The Committee expressed concern at the short maternity leave of six weeks, the increasing rate of single parent families and the lack of day care facilities for children aged 0-2 years old, which often obliged the biological parents to send their young children to live with their grandparents, sometimes on a different island. The Committee recommended that maternity leave be increased, awareness-raising programmes on parents' equal responsibilities in child rearing be held and day care facilities for children aged 0-2 years old be established to ensure that very young children were not separated from their biological parents. The Committee was deeply concerned about the high rate of sexually transmitted infections and pregnancy among adolescents, that access to contraceptives for adolescents below the age of 16 was illegal and that abortion was prohibited in cases of incest or rape. It recommended the development of a national policy to combat child and early pregnancy and improve sex education, provision of reproductive health services for adolescents and consideration of allowing adolescents to access contraceptives. The State party was advised to consider amending the 1915 Cook Islands Act to allow abortion in cases of incest or rape.

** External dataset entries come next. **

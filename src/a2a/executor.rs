use anyhow::{bail, Result};
use async_trait::async_trait;
use std::collections::HashMap;
use std::sync::Arc;
use tokio::sync::Mutex;

use super::types::{AgentCapabilities, AgentCard, AgentSkill, Message, A2A_PROTOCOL_VERSION};
use crate::core::{ChatAgent, Thread, SUPPORTED_CITIES};

/// What the executor gets for one `message/send`.
#[derive(Debug, Clone)]
pub struct RequestContext {
    pub task_id: String,
    pub context_id: String,
    pub message: Message,
}

impl RequestContext {
    pub fn user_input(&self) -> String {
        self.message.text_content()
    }
}

#[async_trait]
pub trait AgentExecutor: Send + Sync {
    /// Produce the agent's reply text for the request.
    async fn execute(&self, context: &RequestContext) -> Result<String>;

    async fn cancel(&self, task_id: &str) -> Result<()> {
        tracing::debug!(task_id, "Cancel requested");
        Ok(())
    }
}

/// Serves the time & weather agent. Each A2A context gets its own
/// conversation thread; turns within a context run one at a time.
pub struct WeatherAgentExecutor {
    agent: Arc<ChatAgent>,
    threads: Mutex<HashMap<String, Arc<Mutex<Thread>>>>,
}

impl WeatherAgentExecutor {
    pub fn new(agent: Arc<ChatAgent>) -> Self {
        Self {
            agent,
            threads: Mutex::new(HashMap::new()),
        }
    }

    async fn thread_for(&self, context_id: &str) -> Arc<Mutex<Thread>> {
        self.threads
            .lock()
            .await
            .entry(context_id.to_string())
            .or_insert_with(|| Arc::new(Mutex::new(self.agent.get_new_thread())))
            .clone()
    }
}

#[async_trait]
impl AgentExecutor for WeatherAgentExecutor {
    async fn execute(&self, context: &RequestContext) -> Result<String> {
        let input = context.user_input();
        if input.trim().is_empty() {
            bail!("message contains no text");
        }

        let thread = self.thread_for(&context.context_id).await;
        let mut thread = thread.lock().await;

        tracing::info!(
            task_id = %context.task_id,
            context_id = %context.context_id,
            "Running weather agent"
        );
        let response = self.agent.run(&input, &mut thread).await?;
        Ok(response.text)
    }
}

pub fn weather_agent_card(url: impl Into<String>) -> AgentCard {
    let cities: Vec<&str> = SUPPORTED_CITIES.iter().map(|(city, _)| *city).collect();

    AgentCard {
        name: "Weather Agent".to_string(),
        description: format!(
            "Answers weather and local time questions for {}, remembering where the user \
             said they are.",
            cities.join(", ")
        ),
        url: url.into(),
        version: env!("CARGO_PKG_VERSION").to_string(),
        protocol_version: A2A_PROTOCOL_VERSION.to_string(),
        preferred_transport: "JSONRPC".to_string(),
        capabilities: AgentCapabilities::default(),
        default_input_modes: vec!["text".to_string()],
        default_output_modes: vec!["text".to_string()],
        skills: vec![
            AgentSkill {
                id: "weather".to_string(),
                name: "Weather lookup".to_string(),
                description: "Current weather for a supported city or the user's stated location"
                    .to_string(),
                tags: vec!["weather".to_string(), "forecast".to_string()],
                examples: vec![
                    "What is the weather in Berlin?".to_string(),
                    "I am in London, what is the weather here?".to_string(),
                ],
            },
            AgentSkill {
                id: "time".to_string(),
                name: "Local time".to_string(),
                description: "Current time in the user's timezone".to_string(),
                tags: vec!["time".to_string(), "timezone".to_string()],
                examples: vec!["What time is it for me right now?".to_string()],
            },
        ],
    }
}

#[cfg(test)]
mod tests {
    use super::*;
    use crate::a2a::types::Part;

    #[test]
    fn test_card_advertises_url_and_skills() {
        let card = weather_agent_card("http://localhost:8888/");
        assert_eq!(card.url, "http://localhost:8888/");
        assert!(!card.capabilities.streaming);

        let ids: Vec<&str> = card.skills.iter().map(|s| s.id.as_str()).collect();
        assert_eq!(ids, vec!["weather", "time"]);

        let json = serde_json::to_value(&card).unwrap();
        assert_eq!(json["defaultInputModes"][0], "text");
        assert_eq!(json["protocolVersion"], A2A_PROTOCOL_VERSION);
    }

    #[test]
    fn test_card_names_every_supported_city() {
        let card = weather_agent_card("http://localhost:8888/");
        for (city, _) in SUPPORTED_CITIES {
            assert!(card.description.contains(city), "missing {}", city);
        }
    }

    #[test]
    fn test_user_input_joins_text_parts() {
        let mut message = Message::user_text("first");
        message.parts.push(Part::Text {
            text: "second".to_string(),
        });
        let context = RequestContext {
            task_id: "t".to_string(),
            context_id: "c".to_string(),
            message,
        };
        assert_eq!(context.user_input(), "first\nsecond");
    }
}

The Committee welcomed new legislation referred to in Madagascar’s combined third and fourth periodic report on trafficking in persons, sex tourism, marriage, adoption and the involvement of children in armed conflict, as well as establishment of a National Human Rights Council and a National Plan of Action on Violence against Children. The Committee noted the current and unfolding political crisis and the negative impact of recurrent natural disasters, including hurricanes and typhoons, on the children in the State party, but urged Madagascar to improve coordination of the implementation of its laws, policies and programmes relating to children’s rights. The Committee expressed concern that exploitation of natural resources, including the mining and tourism sectors, had a harmful effect on children and families and recommended regulations were put in place to ensure that the business sector complied with international standards on corporate social responsibility.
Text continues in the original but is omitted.